Financial Intelligence Centre Amendment Bill – Back to basics
The Financial Intelligence Centre Amendment Bill [B33-2015] was published for comment on 29 April 2015. The parliamentary process is complete and the Bill is now awaiting presidential assent. Little has been made of this Bill in the media, perhaps because the changes envisaged by the Bill has no apparent nor immediate impact on ordinary consumers.
For accountable institutions (identified in FICA), however, the Bill is a call to action. It is an opportunity for businesses to take ownership of their processes to combat money laundering and terrorist financing activities. Merely ticking the boxes will no longer suffice.
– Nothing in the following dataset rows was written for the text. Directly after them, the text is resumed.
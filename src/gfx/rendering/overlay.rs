//! Line geometry for the helper overlays: ground grid, world axes and the transform gizmo.
//!
//! Everything here is CPU-side vertex generation for a `LineList` pipeline; each
//! consecutive vertex pair is one segment.

use cgmath::{InnerSpace, Vector3};

use super::vertex::LineVertex;
use crate::gfx::gizmos::{GizmoAxis, GizmoMode};

const GRID_COLOR: [f32; 3] = [0.55, 0.55, 0.55];
const GRID_CENTER_COLOR: [f32; 3] = [0.35, 0.35, 0.35];
const HIGHLIGHT: [f32; 3] = [1.0, 0.85, 0.1];
const RING_SEGMENTS: usize = 48;

pub fn axis_color(axis: GizmoAxis) -> [f32; 3] {
    match axis {
        GizmoAxis::X => [0.9, 0.2, 0.2],
        GizmoAxis::Y => [0.2, 0.8, 0.2],
        GizmoAxis::Z => [0.2, 0.4, 0.95],
    }
}

/// Square grid on the XZ plane, `size` wide with `divisions` cells per side.
pub fn grid_lines(size: f32, divisions: u32) -> Vec<LineVertex> {
    let divisions = divisions.max(1);
    let half = size / 2.0;
    let step = size / divisions as f32;
    let mut lines = Vec::with_capacity((divisions as usize + 1) * 4);

    for i in 0..=divisions {
        let offset = -half + i as f32 * step;
        let color = if i * 2 == divisions {
            GRID_CENTER_COLOR
        } else {
            GRID_COLOR
        };
        lines.push(LineVertex::new([-half, 0.0, offset], color));
        lines.push(LineVertex::new([half, 0.0, offset], color));
        lines.push(LineVertex::new([offset, 0.0, -half], color));
        lines.push(LineVertex::new([offset, 0.0, half], color));
    }
    lines
}

/// World axes from the origin, `length` long.
pub fn axes_lines(length: f32) -> Vec<LineVertex> {
    GizmoAxis::ALL
        .into_iter()
        .flat_map(|axis| {
            let color = axis_color(axis);
            let tip = axis.unit() * length;
            [
                LineVertex::new([0.0, 0.0, 0.0], color),
                LineVertex::new(tip.into(), color),
            ]
        })
        .collect()
}

/// Gizmo handles at `origin`, with the `active` axis highlighted.
pub fn gizmo_lines(
    mode: GizmoMode,
    origin: Vector3<f32>,
    length: f32,
    active: Option<GizmoAxis>,
) -> Vec<LineVertex> {
    let mut lines = Vec::new();
    for axis in GizmoAxis::ALL {
        let color = if active == Some(axis) {
            HIGHLIGHT
        } else {
            axis_color(axis)
        };
        match mode {
            GizmoMode::Translate => {
                lines.push(LineVertex::new(origin.into(), color));
                lines.push(LineVertex::new((origin + axis.unit() * length).into(), color));
            }
            GizmoMode::Scale => {
                let tip = origin + axis.unit() * length;
                lines.push(LineVertex::new(origin.into(), color));
                lines.push(LineVertex::new(tip.into(), color));
                // Small tick across the tip marks scale handles
                let across = perpendicular(axis.unit()) * (length * 0.08);
                lines.push(LineVertex::new((tip - across).into(), color));
                lines.push(LineVertex::new((tip + across).into(), color));
            }
            GizmoMode::Rotate => ring(&mut lines, origin, axis.unit(), length, color),
        }
    }
    lines
}

fn ring(
    lines: &mut Vec<LineVertex>,
    center: Vector3<f32>,
    normal: Vector3<f32>,
    radius: f32,
    color: [f32; 3],
) {
    let u = perpendicular(normal);
    let v = normal.cross(u);
    let point = |i: usize| {
        let angle = i as f32 / RING_SEGMENTS as f32 * std::f32::consts::TAU;
        center + (u * angle.cos() + v * angle.sin()) * radius
    };
    for i in 0..RING_SEGMENTS {
        lines.push(LineVertex::new(point(i).into(), color));
        lines.push(LineVertex::new(point(i + 1).into(), color));
    }
}

fn perpendicular(axis: Vector3<f32>) -> Vector3<f32> {
    let helper = if axis.y.abs() < 0.9 {
        Vector3::unit_y()
    } else {
        Vector3::unit_x()
    };
    axis.cross(helper).normalize()
}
Since its inception in July 2003, the Financial Intelligence Centre Act, 38 of 2001 (“FICA”) has been really good at getting accountable institutions to store loads of personal information they collected from ordinary customers, and perhaps less effective at preventing and detecting money laundering activities. The Bill intends to assist accountable institutions to concentrate their resources more effectively to address the risks, specific to their business, that their products or services may be abused for illicit purposes.
The compulsory Risk Management and Compliance programme introduced by the Bill is crucial in achieving more effective laundering prevention and detection. Accountable institutions must identify, assess and analyse those areas of their business where the risk of money laundering and terrorist financing activities are the greatest, and take appropriate steps to mitigate against such risks. This requires them to carefully consider their customers, products and services, transaction values, delivery channels and various other factors, such as the duration of the customer relationship and the level to which the customer is already regulated.
The Bill refers to “customer due diligence” as opposed to the currently used “duty to identify clients”. The basic principles of customer due diligence are that accountable institutions:
- may not transact with fictitious persons;
- must identify the “beneficial owner” – being the natural person who either owns or controls a juristic person;
- take enhanced measures for “domestic prominent influential persons” such as persons holding prominent public functions.
- should understand the purpose and nature of the business relationship with a customer and predict the types of transactions that a particular customer is likely to undertake. With this in mind, the business relationship and transactions must be monitored on an ongoing basis.
An accountable institution will therefore have an amount of flexibility to design its approach to customer due diligence. It has to ensure that this approach is effectively implemented. This is achieved by, amongst other things, empowering and training its staff to monitor and identify unusual transactions. The Bill is indeed beneficial as it guides accountable institutions towards focusing on what really matters – combating money laundering.